From Mr Ahmad Seddiqi


Taxi complaint

As a motorist I would like to highlight the main concern about road safety inside Abu Dhabi city. The taxi drivers stop their cars suddenly near the busy roadside to pick or drop the passengers. The vehicles behind these taxis have to apply sudden breaks and often escape the collision with a very small distance. Furthermore, the taxis also block the traffic on the road. I witness these dangerous situations almost every day. If an accident occurs, the car at the back will have to pay the fine. The taxi drivers will get another car but the private car owners suffer. Strict traffic rules need to be in place and there should be designated areas on streets for pick up and drop-off. I hope my letter spreads awareness amongst the public to drive carefully and not stop taxis at unauthorised spots.

From Mr Saju M George

Abu Dhabi

Brush up the buses

The Roads and Transport Authority (RTA) buses plying between Dubai Media City and Al Ghubaiba and further down to Sharjah are excellent when it comes to timings.
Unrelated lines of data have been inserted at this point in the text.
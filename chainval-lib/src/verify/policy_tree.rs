//! Certificate-policy tree processing (RFC 5280 Sections 6.1.3 and 6.1.4).
//!
//! Builds the valid_policy_tree across the chain from the root down to the
//! leaf while maintaining the explicit_policy counter. Policy qualifiers
//! are restricted to CPS pointers and the policy-mappings extension is not
//! processed: a mapped policy is treated as unmatched. This is a known
//! simplification of the standard algorithm.

use super::engine::CheckOutcome;
use crate::model::{Certificate, CertificatePolicy};
use crate::oid;

/// One node of the valid_policy_tree. Children are exclusively owned by
/// their parent; the root is a synthetic anyPolicy node at depth 0.
#[derive(Debug, Clone)]
struct PolicyTreeNode {
    valid_policy: String,
    #[allow(dead_code)] // carried for parity with the standard structure
    qualifier_set: Vec<String>,
    expected_policy_set: Vec<String>,
    children: Vec<PolicyTreeNode>,
}

impl PolicyTreeNode {
    fn any_policy_root() -> Self {
        Self {
            valid_policy: oid::ANY_POLICY.to_string(),
            qualifier_set: Vec::new(),
            expected_policy_set: vec![oid::ANY_POLICY.to_string()],
            children: Vec::new(),
        }
    }

    fn child_for(policy: &CertificatePolicy) -> Self {
        Self {
            valid_policy: policy.oid.clone(),
            qualifier_set: policy.cps_uri.iter().cloned().collect(),
            expected_policy_set: vec![policy.oid.clone()],
            children: Vec::new(),
        }
    }
}

/// Visit every node at `target` depth, parents first unchanged.
fn for_each_at_depth<F>(node: &mut PolicyTreeNode, node_depth: usize, target: usize, f: &mut F)
where
    F: FnMut(&mut PolicyTreeNode),
{
    if node_depth == target {
        f(node);
        return;
    }
    for child in &mut node.children {
        for_each_at_depth(child, node_depth + 1, target, f);
    }
}

/// Remove nodes above the current depth that gained no children
/// (RFC 5280 Section 6.1.3 (d)(3)).
fn prune(node: &mut PolicyTreeNode, node_depth: usize, current: usize) {
    if node_depth + 1 == current {
        // children are this level's fresh leaves
        return;
    }
    node.children.retain_mut(|child| {
        prune(child, node_depth + 1, current);
        !child.children.is_empty()
    });
}

/// Run the whole-chain policy-tree check. The chain is leaf-first;
/// processing walks it in reverse, root to leaf.
pub(crate) fn process(chain: &[Certificate]) -> CheckOutcome {
    let chain_length = chain.len();
    // n + 1 so that a chain without policy constraints never exhausts it
    let mut explicit_policy = chain_length + 1;
    let mut tree: Option<PolicyTreeNode> = Some(PolicyTreeNode::any_policy_root());

    for (level, certificate) in chain.iter().rev().enumerate() {
        let depth = level + 1;
        let is_final = level == chain_length - 1;

        let mut collapsed = false;
        if let Some(root) = tree.as_mut() {
            if certificate.certificate_policies.is_empty() {
                // 6.1.3 (e): no certificate-policies extension collapses the tree
                collapsed = true;
            } else {
                for policy in &certificate.certificate_policies {
                    if policy.oid != oid::ANY_POLICY {
                        attach_policy(root, policy, depth);
                    } else if certificate.self_signed && !is_final {
                        expand_any_policy(root, policy, depth);
                    }
                }
                prune(root, 0, depth);
                collapsed = root.children.is_empty();
            }
        }
        if collapsed {
            tree = None;
        }

        if !certificate.self_signed && explicit_policy > 0 {
            explicit_policy -= 1;
        }
        if let Some(required) = certificate.require_explicit_policy {
            let required = required as usize;
            if required < explicit_policy {
                explicit_policy = required;
            }
        }

        if explicit_policy == 0 && tree.is_none() {
            return CheckOutcome::fail_with(format!(
                "valid_policy_tree is empty and explicit_policy is exhausted at certificate '{}'",
                certificate.id
            ));
        }
    }

    CheckOutcome::pass()
}

/// 6.1.3 (d)(1): attach a declared policy to every current-level node
/// expecting it, or to an anyPolicy node when none expects it.
fn attach_policy(root: &mut PolicyTreeNode, policy: &CertificatePolicy, depth: usize) {
    let mut matched = false;
    for_each_at_depth(root, 0, depth - 1, &mut |node| {
        if node.expected_policy_set.contains(&policy.oid) {
            node.children.push(PolicyTreeNode::child_for(policy));
            matched = true;
        }
    });
    if !matched {
        for_each_at_depth(root, 0, depth - 1, &mut |node| {
            if !matched && node.valid_policy == oid::ANY_POLICY {
                node.children.push(PolicyTreeNode::child_for(policy));
                matched = true;
            }
        });
    }
}

/// 6.1.3 (d)(2): a self-issued certificate declaring anyPolicy extends
/// every expected policy of the current level.
fn expand_any_policy(root: &mut PolicyTreeNode, policy: &CertificatePolicy, depth: usize) {
    for_each_at_depth(root, 0, depth - 1, &mut |node| {
        for expected in node.expected_policy_set.clone() {
            let already_present = node.children.iter().any(|c| c.valid_policy == expected);
            if !already_present {
                node.children.push(PolicyTreeNode {
                    valid_policy: expected.clone(),
                    qualifier_set: policy.cps_uri.iter().cloned().collect(),
                    expected_policy_set: vec![expected],
                    children: Vec::new(),
                });
            }
        }
    });
}
//! Shared fixtures for chain validation tests.
//!
//! Builders assemble the diagnostic-snapshot model the same way the
//! upstream extraction layer would, with sensible validity windows around
//! a 2025 validation time.

#![allow(dead_code)] // not every test file uses every fixture

use chainval_lib::*;
use time::macros::datetime;

/// Unix seconds for a calendar date at midnight UTC.
pub fn ts(year: i32, month: u8, day: u8) -> i64 {
    let month = time::Month::try_from(month).expect("valid month");
    time::Date::from_calendar_date(year, month, day)
        .expect("valid date")
        .midnight()
        .assume_utc()
        .unix_timestamp()
}

/// The default validation time used across scenarios: 2025-06-01.
pub fn validation_time() -> i64 {
    datetime!(2025-06-01 00:00 UTC).unix_timestamp()
}

/// End-entity certificate valid 2020-2030.
pub fn leaf(id: &str, subject: &str, issuer: &str) -> Certificate {
    Certificate {
        serial_number: Some("2a:71".to_string()),
        not_before: ts(2020, 1, 1),
        not_after: ts(2030, 1, 1),
        ..Certificate::new(id, subject, issuer)
    }
}

/// CA certificate valid 2019-2031 with keyCertSign.
pub fn ca(id: &str, subject: &str, issuer: &str) -> Certificate {
    Certificate {
        serial_number: Some("10:03".to_string()),
        not_before: ts(2019, 1, 1),
        not_after: ts(2031, 1, 1),
        is_ca: true,
        key_usages: vec![KeyUsage::KeyCertSign, KeyUsage::CrlSign],
        ..Certificate::new(id, subject, issuer)
    }
}

/// Self-signed trusted root valid 2015-2035.
pub fn trusted_root(id: &str, subject: &str) -> Certificate {
    Certificate {
        self_signed: true,
        trusted: true,
        not_before: ts(2015, 1, 1),
        not_after: ts(2035, 1, 1),
        ..ca(id, subject, subject)
    }
}

/// A good OCSP response produced at the given time by the given issuer.
pub fn good_ocsp(id: &str, production_time: i64, issuer: &str) -> Revocation {
    Revocation {
        issuer: Some(DistinguishedName::parse(issuer)),
        next_update: Some(production_time + 7 * 24 * 3600),
        ..Revocation::good(id, RevocationOrigin::Ocsp, production_time)
    }
}

/// A revoked variant of [`good_ocsp`].
pub fn revoked_ocsp(
    id: &str,
    production_time: i64,
    issuer: &str,
    reason: RevocationReason,
    revocation_date: i64,
) -> Revocation {
    Revocation {
        status: RevocationStatus::Revoked,
        reason: Some(reason),
        revocation_date: Some(revocation_date),
        ..good_ocsp(id, production_time, issuer)
    }
}

/// Constraint levels mirroring the shipped default policy: identification
/// and revocation checks on the signing certificate, chain-structure
/// checks on CA certificates.
pub fn default_policy() -> ValidationPolicy {
    use ConstraintKind::*;
    use SubContext::*;
    let signing: &[ConstraintKind] = &[
        IssuerKnown,
        NotExpired,
        PolicyTree,
        NameConstraints,
        RevocationDataAvailable,
        AcceptableRevocationFound,
        NotRevoked,
        NotOnHold,
        RevocationFreshness,
    ];
    let ca_certificate: &[ConstraintKind] = &[
        IssuerKnown,
        CaFlag,
        KeyCertSign,
        MaxPathLength,
        NotExpired,
    ];
    let mut policy = ValidationPolicy::new();
    for kind in signing {
        policy = policy.with_level(Context::Signature, Some(SigningCert), *kind, Level::Fail);
    }
    for kind in ca_certificate {
        policy = policy.with_level(Context::Signature, Some(CaCertificate), *kind, Level::Fail);
    }
    policy
}

/// The three-certificate chain of the reference scenario:
/// leaf <- CA (pathLenConstraint 0) <- trusted self-signed root.
pub fn reference_chain() -> Vec<Certificate> {
    let root = trusted_root("root", "CN=Root,O=Acme,C=US");
    let intermediate = Certificate {
        path_len_constraint: Some(0),
        ..ca("ca", "CN=CA,O=Acme,C=US", "CN=Root,O=Acme,C=US")
    };
    let signer = leaf("leaf", "CN=Leaf,O=Acme,C=US", "CN=CA,O=Acme,C=US");
    vec![signer, intermediate, root]
}

/// Revocation data with one good OCSP response for the reference leaf.
pub fn reference_revocations() -> RevocationData {
    let mut data = RevocationData::new();
    data.add("leaf", good_ocsp("ocsp-leaf", ts(2025, 5, 30), "CN=CA,O=Acme,C=US"));
    data
}
//! Certificate chain validation against a validation policy.
//!
//! The entry point is [`validate_chain`]: it runs, per certificate of a
//! leaf-first chain, the ordered list of constraint checks configured by
//! the policy, and aggregates one [`Conclusion`] per certificate plus one
//! for the whole chain. Whole-chain algorithms (certificate-policy tree,
//! name constraints) execute once, anchored to the leaf certificate's
//! block.

mod checks;
mod constraints;
mod engine;
mod policy_tree;
mod revocation;

use crate::model::Certificate;
use crate::policy::{Context, SubContext, ValidationPolicy};
use crate::ChainvalError;
use serde::Serialize;
use std::collections::HashMap;

/// Top-level verdict of a validation block.
#[derive(Debug, Clone, Copy, PartialEq, Eq, Serialize)]
pub enum Indication {
    Passed,
    Indeterminate,
    Failed,
}

/// Closed-set refinement of a non-passed [`Indication`]
/// (ETSI TS 119 102-1 sub-indications used by certificate validation).
#[derive(Debug, Clone, Copy, PartialEq, Eq, Serialize)]
pub enum SubIndication {
    OutOfBoundsNoPoe,
    RevokedNoPoe,
    RevokedCaNoPoe,
    ChainConstraintsFailure,
    CertificateChainGeneralFailure,
    CryptoConstraintsFailureNoPoe,
    TryLater,
}

/// Identifier of the check a message originates from.
#[derive(Debug, Clone, Copy, PartialEq, Eq, Serialize)]
pub enum MessageTag {
    SerialNumberPresent,
    IssuerKnown,
    CaFlag,
    KeyCertSign,
    MaxPathLength,
    PolicyTree,
    NameConstraints,
    RevocationDataAvailable,
    AcceptableRevocationFound,
    NotRevoked,
    NotOnHold,
    RevocationFreshness,
    Cryptographic,
    NotExpired,
    QcCompliance,
    QcSscd,
    QcTypes,
    QcLegislation,
    MinQcTransactionLimit,
    MinQcRetentionPeriod,
    QcSemanticsIdentifier,
}

impl MessageTag {
    /// Statement describing the failed expectation.
    pub fn failure_text(&self) -> &'static str {
        match self {
            MessageTag::SerialNumberPresent => "The serial number is absent!",
            MessageTag::IssuerKnown => "The issuer name does not match the issuer certificate!",
            MessageTag::CaFlag => "The certificate is not a CA but issues certificates!",
            MessageTag::KeyCertSign => "The keyCertSign usage is absent for a CA certificate!",
            MessageTag::MaxPathLength => "The maximum path length is exceeded!",
            MessageTag::PolicyTree => "The certificate policy tree is not valid!",
            MessageTag::NameConstraints => {
                "The subject name is not in the permitted name-constraint subtrees!"
            }
            MessageTag::RevocationDataAvailable => "No revocation data found for the certificate!",
            MessageTag::AcceptableRevocationFound => {
                "No acceptable revocation data found for the certificate!"
            }
            MessageTag::NotRevoked => "The certificate is revoked!",
            MessageTag::NotOnHold => "The certificate is on hold!",
            MessageTag::RevocationFreshness => "The revocation data is not considered fresh!",
            MessageTag::Cryptographic => {
                "The cryptographic constraints are not met for the certificate!"
            }
            MessageTag::NotExpired => "The validation time is outside the certificate validity range!",
            MessageTag::QcCompliance => "The certificate is not a qualified certificate!",
            MessageTag::QcSscd => {
                "The private key is not declared to reside in a qualified creation device!"
            }
            MessageTag::QcTypes => "The certificate type is not among the accepted QC types!",
            MessageTag::QcLegislation => {
                "The certificate legislation is not among the accepted country codes!"
            }
            MessageTag::MinQcTransactionLimit => {
                "The transaction limit is below the required minimum!"
            }
            MessageTag::MinQcRetentionPeriod => {
                "The retention period is below the required minimum!"
            }
            MessageTag::QcSemanticsIdentifier => {
                "The semantics identifier is not among the accepted values!"
            }
        }
    }
}

/// One message recorded against a conclusion.
#[derive(Debug, Clone, PartialEq, Serialize)]
pub struct Message {
    pub tag: MessageTag,
    pub text: String,
}

impl Message {
    pub(crate) fn new(tag: MessageTag, detail: Option<String>) -> Self {
        let text = match detail {
            Some(detail) => format!("{} ({})", tag.failure_text(), detail),
            None => tag.failure_text().to_string(),
        };
        Self { tag, text }
    }
}

/// Outcome of a validation block: the verdict plus recorded messages.
#[derive(Debug, Clone, PartialEq, Serialize)]
pub struct Conclusion {
    pub indication: Indication,
    pub sub_indication: Option<SubIndication>,
    pub errors: Vec<Message>,
    pub warnings: Vec<Message>,
    pub infos: Vec<Message>,
}

impl Conclusion {
    pub(crate) fn passed() -> Self {
        Self {
            indication: Indication::Passed,
            sub_indication: None,
            errors: Vec::new(),
            warnings: Vec::new(),
            infos: Vec::new(),
        }
    }

    pub fn is_passed(&self) -> bool {
        self.indication == Indication::Passed
    }
}

impl std::fmt::Display for Conclusion {
    fn fmt(&self, f: &mut std::fmt::Formatter<'_>) -> std::fmt::Result {
        match (self.indication, self.sub_indication) {
            (Indication::Passed, _) => write!(f, "PASSED"),
            (indication, Some(sub)) => write!(f, "{:?}/{:?}", indication, sub),
            (indication, None) => write!(f, "{:?}", indication),
        }
    }
}

/// Summary of the revocation record applied to a revoked certificate.
#[derive(Debug, Clone, PartialEq, Serialize)]
pub struct RevocationInfo {
    pub revocation_id: String,
    pub revocation_date: Option<i64>,
    pub reason: Option<crate::model::RevocationReason>,
}

/// Validation result for a single certificate of the chain.
#[derive(Debug, Clone, PartialEq, Serialize)]
pub struct CertificateValidationResult {
    pub certificate_id: String,
    /// Whether the certificate is a trust anchor (its checks are skipped).
    pub trust_anchor: bool,
    pub self_signed: bool,
    pub conclusion: Conclusion,
    /// Present when the applied revocation record reports the certificate
    /// revoked or on hold.
    pub revocation: Option<RevocationInfo>,
}

/// Validation result for the whole chain.
#[derive(Debug, Clone, PartialEq, Serialize)]
pub struct ChainValidationResult {
    /// Per-certificate results, leaf first.
    pub certificate_results: Vec<CertificateValidationResult>,
    /// Aggregated verdict: the first non-passed certificate conclusion
    /// (leaf first), or PASSED.
    pub conclusion: Conclusion,
}

impl std::fmt::Display for ChainValidationResult {
    fn fmt(&self, f: &mut std::fmt::Formatter<'_>) -> std::fmt::Result {
        if let Some(leaf) = self.certificate_results.first() {
            write!(f, "{}, ", leaf.certificate_id)?;
        }
        write!(f, "{}", self.conclusion)
    }
}

/// Revocation records gathered per certificate, keyed by certificate id.
#[derive(Debug, Clone, Default)]
pub struct RevocationData {
    records: HashMap<String, Vec<crate::model::Revocation>>,
}

impl RevocationData {
    pub fn new() -> Self {
        Self::default()
    }

    /// Register a revocation record for a certificate.
    pub fn add(&mut self, certificate_id: impl Into<String>, record: crate::model::Revocation) {
        self.records
            .entry(certificate_id.into())
            .or_default()
            .push(record);
    }

    /// All records gathered for a certificate.
    pub fn for_certificate(&self, certificate_id: &str) -> &[crate::model::Revocation] {
        self.records
            .get(certificate_id)
            .map(Vec::as_slice)
            .unwrap_or(&[])
    }
}

/// Options controlling a validation run.
#[derive(Debug, Clone)]
pub struct ChainValidationOptions {
    /// Context the chain is validated under.
    pub context: Context,
    /// Validation time, Unix seconds. For timestamp contexts the caller
    /// passes the applicable best-signature-time here.
    pub validation_time: i64,
    /// Time the run is performed at, for cryptographic constraints.
    /// Defaults to `validation_time`.
    pub current_time: Option<i64>,
}

impl ChainValidationOptions {
    /// Validate under the signature context at the given time.
    pub fn at(validation_time: i64) -> Self {
        Self {
            context: Context::Signature,
            validation_time,
            current_time: None,
        }
    }
}

/// Validate a certificate chain against a validation policy.
///
/// The chain is ordered leaf first: `[signing certificate,
/// intermediates..., root]`. Each certificate gets its own block of
/// ordered checks; trust anchors skip their block. The per-chain
/// conclusion is the first non-passed per-certificate conclusion, leaf
/// first, with warnings and informational messages from every block
/// carried over.
///
/// The run is a pure function of its arguments: no clock is read beyond
/// the supplied times and no check ever panics or returns early with an
/// error. The only error is an empty chain.
pub fn validate_chain(
    chain: &[Certificate],
    revocation_data: &RevocationData,
    policy: &ValidationPolicy,
    options: &ChainValidationOptions,
) -> Result<ChainValidationResult, ChainvalError> {
    if chain.is_empty() {
        return Err(ChainvalError::EmptyChain);
    }
    let current_time = options.current_time.unwrap_or(options.validation_time);

    let mut certificate_results = Vec::with_capacity(chain.len());
    for (position, certificate) in chain.iter().enumerate() {
        let sub_context = if position == 0 {
            SubContext::SigningCert
        } else {
            SubContext::CaCertificate
        };
        let env = checks::CertificateContext {
            chain,
            position,
            context: options.context,
            sub_context,
            policy,
            revocations: revocation_data.for_certificate(&certificate.id),
            validation_time: options.validation_time,
            current_time,
        };
        let (conclusion, revocation) = checks::run_certificate_checks(&env);
        certificate_results.push(CertificateValidationResult {
            certificate_id: certificate.id.clone(),
            trust_anchor: certificate.trusted,
            self_signed: certificate.self_signed,
            conclusion,
            revocation,
        });
    }

    let conclusion = aggregate(&certificate_results);
    Ok(ChainValidationResult {
        certificate_results,
        conclusion,
    })
}

/// Roll per-certificate conclusions up into the chain conclusion.
fn aggregate(results: &[CertificateValidationResult]) -> Conclusion {
    let mut conclusion = Conclusion::passed();
    for result in results {
        conclusion
            .warnings
            .extend(result.conclusion.warnings.iter().cloned());
        conclusion
            .infos
            .extend(result.conclusion.infos.iter().cloned());
    }
    if let Some(first_failed) = results.iter().find(|r| !r.conclusion.is_passed()) {
        conclusion.indication = first_failed.conclusion.indication;
        conclusion.sub_indication = first_failed.conclusion.sub_indication;
        conclusion
            .errors
            .extend(first_failed.conclusion.errors.iter().cloned());
    }
    conclusion
}
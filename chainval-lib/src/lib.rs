//! chainval-lib: X.509 certificate chain validation against a declarative
//! validation policy.
//!
//! Provides the certificate-path validation building block used when checking
//! digital signatures: given a certificate chain (leaf first), the revocation
//! data gathered for it and a resolved validation policy, it runs an ordered
//! list of constraint checks per certificate (RFC 5280 path processing,
//! name constraints, certificate-policy tree, revocation status and
//! freshness, cryptographic suite expiration, qualified-certificate
//! statements) and produces a structured verdict per certificate and per
//! chain.
//!
//! The engine is a pure computation over immutable inputs: it performs no
//! I/O, reads no clock beyond the supplied validation time, and never
//! panics on any input reachable through its public contract. Parsing of
//! certificates and retrieval of revocation data are the caller's concern;
//! the library consumes an already-extracted snapshot of both.

mod crypto;
mod model;
mod oid;
mod policy;
pub mod verify;

pub use crypto::{CryptographicSuite, DigestAlgorithm, EncryptionAlgorithm};
pub use model::{
    Certificate, CertificatePolicy, CertificateSource, DistinguishedName, GeneralName,
    GeneralNameKind, KeyUsage, QcStatements, Revocation, RevocationOrigin, RevocationReason,
    RevocationStatus,
};
pub use policy::{ConstraintKind, ConstraintValue, Context, Level, SubContext, ValidationPolicy};
pub use verify::{
    validate_chain, CertificateValidationResult, ChainValidationOptions, ChainValidationResult,
    Conclusion, Indication, Message, MessageTag, RevocationData, RevocationInfo, SubIndication,
};

/// Errors returned by chainval-lib.
///
/// Constraint violations are never errors: they surface as a structured
/// [`Conclusion`]. This type only covers misuse of the API boundary.
#[derive(Debug, thiserror::Error)]
pub enum ChainvalError {
    #[error("empty certificate chain")]
    EmptyChain,
}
But, the problem is that the temperature of the air-conditioning inside the buses is very low and it makes the long journey very uncomfortable. Furthermore, some buses also have problems with the doors, which make a noise when they open and close. Sometimes, peak hour in the buses makes the commute very difficult, especially for women, because our section fills up quickly and then we have to go upstairs. I suggest that the front two rows should be reserved for women when they are in the common section, as not everyone is comfortable sitting next to strangers. I hope the RTA looks into this matter.

From Ms Rita


Full name withheld by request


Great effort

Recently I found that Metro stations have been installed with new queue discipline stickers in order to avoid the hassle and conflicts in the Metro during rush hour. This is a great idea to stop people from pushing each other. The stickers clearly show and advice passengers to first give way to the people leaving the Metro and then board the train in a queue. I would like to thank and applaud the Roads and Transport Authority for this excellent initiative. I request and hope that passengers abide by this rule.